Removes redundant metabolites from stoichiometric matrix and from list of metabolite names. Writes compression information to log file. (https://academic.oup.com/bioinformatics/article/24/19/2229/246674)

Parameters:
  • smatrix – sympy matrix that contains the stoichiometric matrix
  • metabolites (list) – list of metabolite names
  • redundant_metas (list) – list of metabolites to be removed
Returns:

  • smatrix - sympy matrix reduced stoichiometric matrix
  • metabolites - list of reduced metabolite names

efmlrs.preprocessing.compressions.echelon.run(smatrix, metabolites)[source]

Entry point for echelon compression.
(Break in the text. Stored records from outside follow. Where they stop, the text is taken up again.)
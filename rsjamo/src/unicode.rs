//! 한글 유니코드 상수 및 유틸리티
//!
//! - 음절 합성/분해 (SBase 공식)
//! - 호환 자모 / 위치 자모 범위 판별
//! - 한글 문자 판별

use crate::jamo::{Jamo, Lead, Tail, Vowel};

// ── 한글 유니코드 상수 ──

/// 한글 음절 시작 '가' (U+AC00)
pub const S_BASE: u32 = 0xAC00;
/// 한글 음절 끝 '힣' (U+D7A3)
pub const S_LAST: u32 = 0xD7A3;
/// 초성 시작 'ᄀ' (U+1100)
pub const L_BASE: u32 = 0x1100;
/// 중성 시작 'ᅡ' (U+1161)
pub const V_BASE: u32 = 0x1161;
/// 종성 기준 (U+11A7), 종성 없음은 0
pub const T_BASE: u32 = 0x11A7;

pub const L_COUNT: u32 = 19;
pub const V_COUNT: u32 = 21;
pub const T_COUNT: u32 = 28;
pub const N_COUNT: u32 = V_COUNT * T_COUNT; // 588
pub const S_COUNT: u32 = L_COUNT * N_COUNT; // 11172

// ── 호환 자모 범위 (U+3131 ~ U+3163) ──

/// 호환 자모 자음 시작 'ㄱ' (U+3131)
pub const COMPAT_CONSONANT_START: u32 = 0x3131;
/// 호환 자모 자음 끝 'ㅎ' (U+314E)
pub const COMPAT_CONSONANT_END: u32 = 0x314E;
/// 호환 자모 모음 시작 'ㅏ' (U+314F)
pub const COMPAT_VOWEL_START: u32 = 0x314F;
/// 호환 자모 모음 끝 'ㅣ' (U+3163)
pub const COMPAT_VOWEL_END: u32 = 0x3163;

// ── 음절 합성/분해 ──

/// 초성(L), 중성(V), 종성(T) 인덱스로 한글 음절을 합성한다.
/// - `l`: 초성 인덱스 (0~18)
/// - `v`: 중성 인덱스 (0~20)
/// - `t`: 종성 인덱스 (0~27, 0이면 종성 없음)
pub fn compose_syllable(l: u32, v: u32, t: u32) -> Option<char> {
    if l >= L_COUNT || v >= V_COUNT || t >= T_COUNT {
        return None;
    }
    char::from_u32(S_BASE + l * N_COUNT + v * T_COUNT + t)
}

/// 한글 음절을 초성(L), 중성(V), 종성(T) 인덱스로 분해한다.
/// 종성이 없으면 t = 0.
pub fn decompose_syllable(ch: char) -> Option<(u32, u32, u32)> {
    if !is_syllable(ch) {
        return None;
    }
    let offset = ch as u32 - S_BASE;
    Some((offset / N_COUNT, (offset % N_COUNT) / T_COUNT, offset % T_COUNT))
}

/// 한글 완성형 음절인지 (가~힣)
pub fn is_syllable(ch: char) -> bool {
    (S_BASE..=S_LAST).contains(&(ch as u32))
}

// ── 자모 범위 판별 ──

/// 호환 자모 자음인지 판별 (ㄱ~ㅎ, 겹자모 포함 0x3131~0x314E)
pub fn is_compat_consonant(ch: char) -> bool {
    (COMPAT_CONSONANT_START..=COMPAT_CONSONANT_END).contains(&(ch as u32))
}

/// 호환 자모 모음인지 판별 (ㅏ~ㅣ, 0x314F~0x3163)
pub fn is_compat_vowel(ch: char) -> bool {
    (COMPAT_VOWEL_START..=COMPAT_VOWEL_END).contains(&(ch as u32))
}

/// 위치 초성인지 (U+1100~U+1112)
pub fn is_choseong(ch: char) -> bool {
    (L_BASE..L_BASE + L_COUNT).contains(&(ch as u32))
}

/// 위치 중성인지 (U+1161~U+1175)
pub fn is_jungseong(ch: char) -> bool {
    (V_BASE..V_BASE + V_COUNT).contains(&(ch as u32))
}

/// 위치 종성인지 (U+11A8~U+11C2)
pub fn is_jongseong(ch: char) -> bool {
    (T_BASE + 1..T_BASE + T_COUNT).contains(&(ch as u32))
}

/// 한글 문자인지: 완성형 음절 또는 현대 한글 자모(호환/위치)
pub fn is_hangul(ch: char) -> bool {
    is_syllable(ch) || Lead::find(ch).is_some() || Vowel::find(ch).is_some() || Tail::find(ch).is_some()
}
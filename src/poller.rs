//! Completion polling
//!
//! Submission only tells whether a transaction was accepted. The poller asks
//! `getTransaction` until the node reports anything other than `NOT_FOUND`,
//! sleeping `i * backoff` after attempt `i`. Running out of attempts is an
//! explicit [`Completion::Inconclusive`] outcome, not success or failure.

use std::time::Duration;

use crate::client::SorobanClient;
use crate::types::{GetTransactionResult, TransactionStatus};
use crate::{Error, Result};

/// Outcome of waiting for a submitted transaction
#[derive(Debug, Clone)]
pub enum Completion {
    /// The node reported a status other than `NOT_FOUND`
    Completed(GetTransactionResult),
    /// Every attempt returned `NOT_FOUND`
    Inconclusive { hash: String, attempts: u32 },
}

impl Completion {
    pub fn is_completed(&self) -> bool {
        matches!(self, Self::Completed(_))
    }

    /// Status when completed
    pub fn status(&self) -> Option<TransactionStatus> {
        match self {
            Self::Completed(result) => Some(result.status),
            Self::Inconclusive { .. } => None,
        }
    }

    /// Turn an inconclusive outcome into `Error::Inconclusive`
    pub fn into_result(self) -> Result<GetTransactionResult> {
        match self {
            Self::Completed(result) => Ok(result),
            Self::Inconclusive { hash, attempts } => Err(Error::Inconclusive { hash, attempts }),
        }
    }
}

/// Bounded `getTransaction` polling with linear backoff
#[derive(Debug, Clone)]
pub struct CompletionPoller {
    client: SorobanClient,
    backoff: Duration,
}

impl CompletionPoller {
    /// Poller using the client's configured backoff step
    pub fn new(client: SorobanClient) -> Self {
        let backoff = client.config().poll_backoff;
        Self { client, backoff }
    }

    pub fn with_backoff(mut self, backoff: Duration) -> Self {
        self.backoff = backoff;
        self
    }

    /// Sleep after attempt `attempt` (0-based), saturating at `Duration::MAX`
    pub fn delay_after(&self, attempt: u32) -> Duration {
        self.backoff.saturating_mul(attempt)
    }

    /// Wait for a transaction to leave `NOT_FOUND`
    ///
    /// # Arguments
    /// * `hash` - Transaction hash (hex)
    /// * `max_attempts` - Number of `getTransaction` queries to make at most
    ///
    /// # Returns
    /// `Completion::Completed` as soon as the node knows the transaction,
    /// `Completion::Inconclusive` after `max_attempts` queries otherwise.
    /// RPC errors are returned immediately and are not retried.
    pub async fn wait(&self, hash: &str, max_attempts: u32) -> Result<Completion> {
        log::info!("⏳ Waiting for transaction {} (max {} attempts)", hash, max_attempts);

        for attempt in 0..max_attempts {
            let result = self.client.get_transaction(hash).await?;

            if result.status != TransactionStatus::NotFound {
                log::info!(
                    "   ✓ Transaction {} finished after {} attempt(s): {:?}",
                    hash,
                    attempt + 1,
                    result.status
                );
                return Ok(Completion::Completed(result));
            }

            log::debug!("   Attempt {}/{}: not found yet", attempt + 1, max_attempts);
            if attempt + 1 < max_attempts {
                tokio::time::sleep(self.delay_after(attempt)).await;
            }
        }

        log::warn!(
            "⚠️  Transaction {} still not found after {} attempts",
            hash,
            max_attempts
        );
        Ok(Completion::Inconclusive {
            hash: hash.to_string(),
            attempts: max_attempts,
        })
    }

    /// [`wait`](Self::wait) bounded by a wall-clock deadline
    pub async fn wait_with_deadline(
        &self,
        hash: &str,
        max_attempts: u32,
        deadline: Duration,
    ) -> Result<Completion> {
        tokio::time::timeout(deadline, self.wait(hash, max_attempts))
            .await
            .map_err(|_| {
                log::error!("   ❌ Deadline of {:?} elapsed waiting for {}", deadline, hash);
                Error::Timeout {
                    hash: hash.to_string(),
                }
            })?
    }
}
Iteratively finds inconsistencies due to conservation relations of metabolites in the reduced row echelon form of the stoichiometric matrix and removes them.

Parameters:
  • smatrix – sympy matrix that contains the stoichiometric matrix
  • metabolites (list) – list of metabolite names
Returns:

  • smatrix - sympy matrix reduced stoichiometric matrix
  • metabolites - list of reduced metabolite names

efmlrs.preprocessing.compressions.null_space module
efmlrs.preprocessing.compressions.one2many module
Module contents
Submodules
efmlrs.preprocessing.boundaries module
efmlrs.preprocessing.boundaries.add_boundary_names(bounds_info)[source]

Extends reaction name for reactions with additional bounds by adding “min” or “max” to lower respectively upper bounds.

Parameters:bounds_info – dictionary containing information on reaction and associated bounds
Returns:dictionary containing information on reaction bounds with extended reaction name
efmlrs.preprocessing.boundaries.build_new_metas(bounds, meta_ori)[source]

Builds new list of metabolite names including slack metabolites.

Parameters:
  • bounds – dictionary with bound information
  • meta_ori – list of metabolite names
Returns:

new_metas list of metabolite names including added slack metabolites

efmlrs.preprocessing.boundaries.build_new_reas(bounds, reas_ori)[source]

Builds new list of reaction names including slack metabolites.

Parameters:
  • bounds – dictionary with bound information
  • reas_ori – list of reactions names
Returns:

new_reas list reaction names including added slack reactions

efmlrs.preprocessing.boundaries.build_new_reversibilities(bounds, revs_ori)[source]

Builds new list of reaction reversibilities. All added reaction are irreversible.

Parameters:
  • bounds – dictionary with bound information
  • revs_ori – list of reaction reversibilities
Returns:

new_revs list of reaction reversibilities including added slack reactions

efmlrs.preprocessing.boundaries.build_new_smatrix(smatrix, bounds, reactions)[source]

Extends stoichiometric matrix according to additional bounds with slack reactions and slack metabolites. Builds and adds slack reactions and metabolites to stoichiometric matrix. Converts matrix coefficients to fractions.

Parameters:
  • smatrix – stoichiometric matrix
  • bounds – dictionary with bound information
  • reactions – list of reaction names
Returns:

extended stoichiometric matrix

efmlrs.preprocessing.boundaries.build_slack_metas_01(bounds, reactions)[source]

Builds first part of slack metabolites. Length equals length of original stoichiometric matrix. Adds 1 or -1 as coefficient at index of slack metabolite for upper respectively lower bound.

Parameters:
  • bounds – dictionary with bound information
  • reactions – list of reaction names
Returns:

list of lists with new build slack reactions

efmlrs.preprocessing.boundaries.build_slack_metas_02(bounds)[source]

Builds entries for entries for slack reactions length equals number of additional bounds.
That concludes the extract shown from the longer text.